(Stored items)
-------
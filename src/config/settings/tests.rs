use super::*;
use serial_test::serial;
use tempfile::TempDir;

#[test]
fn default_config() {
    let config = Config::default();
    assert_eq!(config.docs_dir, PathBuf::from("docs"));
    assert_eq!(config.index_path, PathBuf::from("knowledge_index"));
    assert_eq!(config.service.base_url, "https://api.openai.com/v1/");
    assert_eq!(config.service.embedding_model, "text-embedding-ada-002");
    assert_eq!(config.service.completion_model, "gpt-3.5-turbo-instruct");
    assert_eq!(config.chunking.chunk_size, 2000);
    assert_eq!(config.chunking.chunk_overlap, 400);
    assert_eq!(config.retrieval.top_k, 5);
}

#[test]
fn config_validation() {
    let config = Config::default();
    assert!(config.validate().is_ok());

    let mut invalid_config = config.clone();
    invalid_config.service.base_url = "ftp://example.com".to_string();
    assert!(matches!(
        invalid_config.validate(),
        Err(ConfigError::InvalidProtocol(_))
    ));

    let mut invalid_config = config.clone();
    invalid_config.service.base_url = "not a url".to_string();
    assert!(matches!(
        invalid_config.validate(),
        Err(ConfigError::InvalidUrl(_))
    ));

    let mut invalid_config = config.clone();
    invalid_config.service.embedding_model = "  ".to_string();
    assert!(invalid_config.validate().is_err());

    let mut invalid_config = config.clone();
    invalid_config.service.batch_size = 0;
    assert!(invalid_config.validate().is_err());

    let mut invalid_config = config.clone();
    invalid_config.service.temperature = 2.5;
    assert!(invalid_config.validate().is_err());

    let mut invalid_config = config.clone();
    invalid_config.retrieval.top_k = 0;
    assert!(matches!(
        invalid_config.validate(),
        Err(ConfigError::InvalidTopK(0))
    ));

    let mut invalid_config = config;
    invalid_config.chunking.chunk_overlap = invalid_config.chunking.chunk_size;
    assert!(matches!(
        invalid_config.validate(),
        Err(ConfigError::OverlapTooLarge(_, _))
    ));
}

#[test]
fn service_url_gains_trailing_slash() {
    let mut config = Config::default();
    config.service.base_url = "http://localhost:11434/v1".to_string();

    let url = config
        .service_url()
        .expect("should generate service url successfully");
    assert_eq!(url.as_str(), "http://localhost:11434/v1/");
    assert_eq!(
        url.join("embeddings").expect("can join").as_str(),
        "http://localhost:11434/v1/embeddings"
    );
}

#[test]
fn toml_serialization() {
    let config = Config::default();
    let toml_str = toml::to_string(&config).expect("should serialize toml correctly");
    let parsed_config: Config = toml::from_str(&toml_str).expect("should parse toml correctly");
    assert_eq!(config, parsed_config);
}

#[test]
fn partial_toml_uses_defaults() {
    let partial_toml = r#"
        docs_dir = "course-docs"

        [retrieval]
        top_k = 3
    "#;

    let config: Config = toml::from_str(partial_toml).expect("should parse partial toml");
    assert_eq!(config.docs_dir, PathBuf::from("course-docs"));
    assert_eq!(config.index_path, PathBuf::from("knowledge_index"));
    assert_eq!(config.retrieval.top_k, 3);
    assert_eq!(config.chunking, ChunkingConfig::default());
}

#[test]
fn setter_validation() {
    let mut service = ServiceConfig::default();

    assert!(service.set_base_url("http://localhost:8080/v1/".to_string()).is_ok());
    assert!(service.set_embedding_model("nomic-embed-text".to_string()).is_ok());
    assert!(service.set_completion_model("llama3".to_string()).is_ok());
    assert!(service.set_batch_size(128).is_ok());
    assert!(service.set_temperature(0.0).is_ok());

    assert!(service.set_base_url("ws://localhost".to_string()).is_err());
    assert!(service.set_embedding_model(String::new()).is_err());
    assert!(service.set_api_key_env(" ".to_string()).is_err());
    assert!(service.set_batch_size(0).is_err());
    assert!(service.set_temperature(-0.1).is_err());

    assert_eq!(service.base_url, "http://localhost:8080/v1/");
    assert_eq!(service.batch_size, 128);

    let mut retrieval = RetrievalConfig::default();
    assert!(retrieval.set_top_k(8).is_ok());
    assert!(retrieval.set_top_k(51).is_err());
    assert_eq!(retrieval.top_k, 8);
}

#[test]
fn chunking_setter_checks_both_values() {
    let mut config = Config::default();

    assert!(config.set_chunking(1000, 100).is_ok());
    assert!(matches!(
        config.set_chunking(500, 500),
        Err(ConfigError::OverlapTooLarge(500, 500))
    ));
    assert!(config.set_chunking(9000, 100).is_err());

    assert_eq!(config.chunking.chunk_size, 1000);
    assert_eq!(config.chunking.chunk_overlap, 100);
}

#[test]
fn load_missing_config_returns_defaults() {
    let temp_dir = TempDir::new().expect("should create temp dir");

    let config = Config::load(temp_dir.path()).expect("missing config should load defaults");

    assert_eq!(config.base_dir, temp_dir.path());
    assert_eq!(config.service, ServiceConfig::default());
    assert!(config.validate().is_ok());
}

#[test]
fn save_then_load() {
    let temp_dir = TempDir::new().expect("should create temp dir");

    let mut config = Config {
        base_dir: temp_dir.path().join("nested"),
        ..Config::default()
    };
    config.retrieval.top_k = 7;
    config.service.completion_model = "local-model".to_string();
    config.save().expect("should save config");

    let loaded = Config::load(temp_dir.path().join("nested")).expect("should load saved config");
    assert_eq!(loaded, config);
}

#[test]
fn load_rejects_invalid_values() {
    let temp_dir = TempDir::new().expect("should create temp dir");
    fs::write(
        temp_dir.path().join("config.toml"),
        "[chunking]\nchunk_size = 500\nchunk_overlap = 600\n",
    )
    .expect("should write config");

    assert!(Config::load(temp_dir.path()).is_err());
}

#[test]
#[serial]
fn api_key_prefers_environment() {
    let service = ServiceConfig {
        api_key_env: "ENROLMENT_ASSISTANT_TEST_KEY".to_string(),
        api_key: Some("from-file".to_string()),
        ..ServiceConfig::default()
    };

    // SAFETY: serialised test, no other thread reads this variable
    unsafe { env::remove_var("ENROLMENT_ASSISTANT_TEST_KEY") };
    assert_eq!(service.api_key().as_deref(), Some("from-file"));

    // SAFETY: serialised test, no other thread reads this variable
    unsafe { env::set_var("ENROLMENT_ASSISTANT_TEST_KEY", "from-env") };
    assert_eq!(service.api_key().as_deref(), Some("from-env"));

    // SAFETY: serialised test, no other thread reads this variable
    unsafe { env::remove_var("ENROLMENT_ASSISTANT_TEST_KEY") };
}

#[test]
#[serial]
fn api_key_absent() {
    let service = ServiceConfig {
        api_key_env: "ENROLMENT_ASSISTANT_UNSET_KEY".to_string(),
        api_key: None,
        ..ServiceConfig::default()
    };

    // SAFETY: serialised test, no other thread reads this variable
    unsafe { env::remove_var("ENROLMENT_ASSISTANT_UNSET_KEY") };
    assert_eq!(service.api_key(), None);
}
-------
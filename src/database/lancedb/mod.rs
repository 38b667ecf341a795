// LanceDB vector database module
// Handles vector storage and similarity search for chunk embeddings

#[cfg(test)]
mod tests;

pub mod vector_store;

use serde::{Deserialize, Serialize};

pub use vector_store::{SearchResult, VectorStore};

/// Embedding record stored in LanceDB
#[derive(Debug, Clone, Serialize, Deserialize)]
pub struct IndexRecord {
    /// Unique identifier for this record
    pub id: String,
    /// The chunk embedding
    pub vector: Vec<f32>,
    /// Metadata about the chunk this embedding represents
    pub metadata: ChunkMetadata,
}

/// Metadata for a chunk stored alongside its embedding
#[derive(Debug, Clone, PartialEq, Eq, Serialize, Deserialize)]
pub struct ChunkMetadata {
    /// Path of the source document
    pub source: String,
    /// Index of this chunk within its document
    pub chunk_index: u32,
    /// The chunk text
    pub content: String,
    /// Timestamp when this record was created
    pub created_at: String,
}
-------
> [Problem to work on]:
What lines in the data above carry "correctly"? Return them all.

> [Response]:
    let toml_str = toml::to_string(&config).expect("should serialize toml correctly");
    let parsed_config: Config = toml::from_str(&toml_str).expect("should parse toml correctly");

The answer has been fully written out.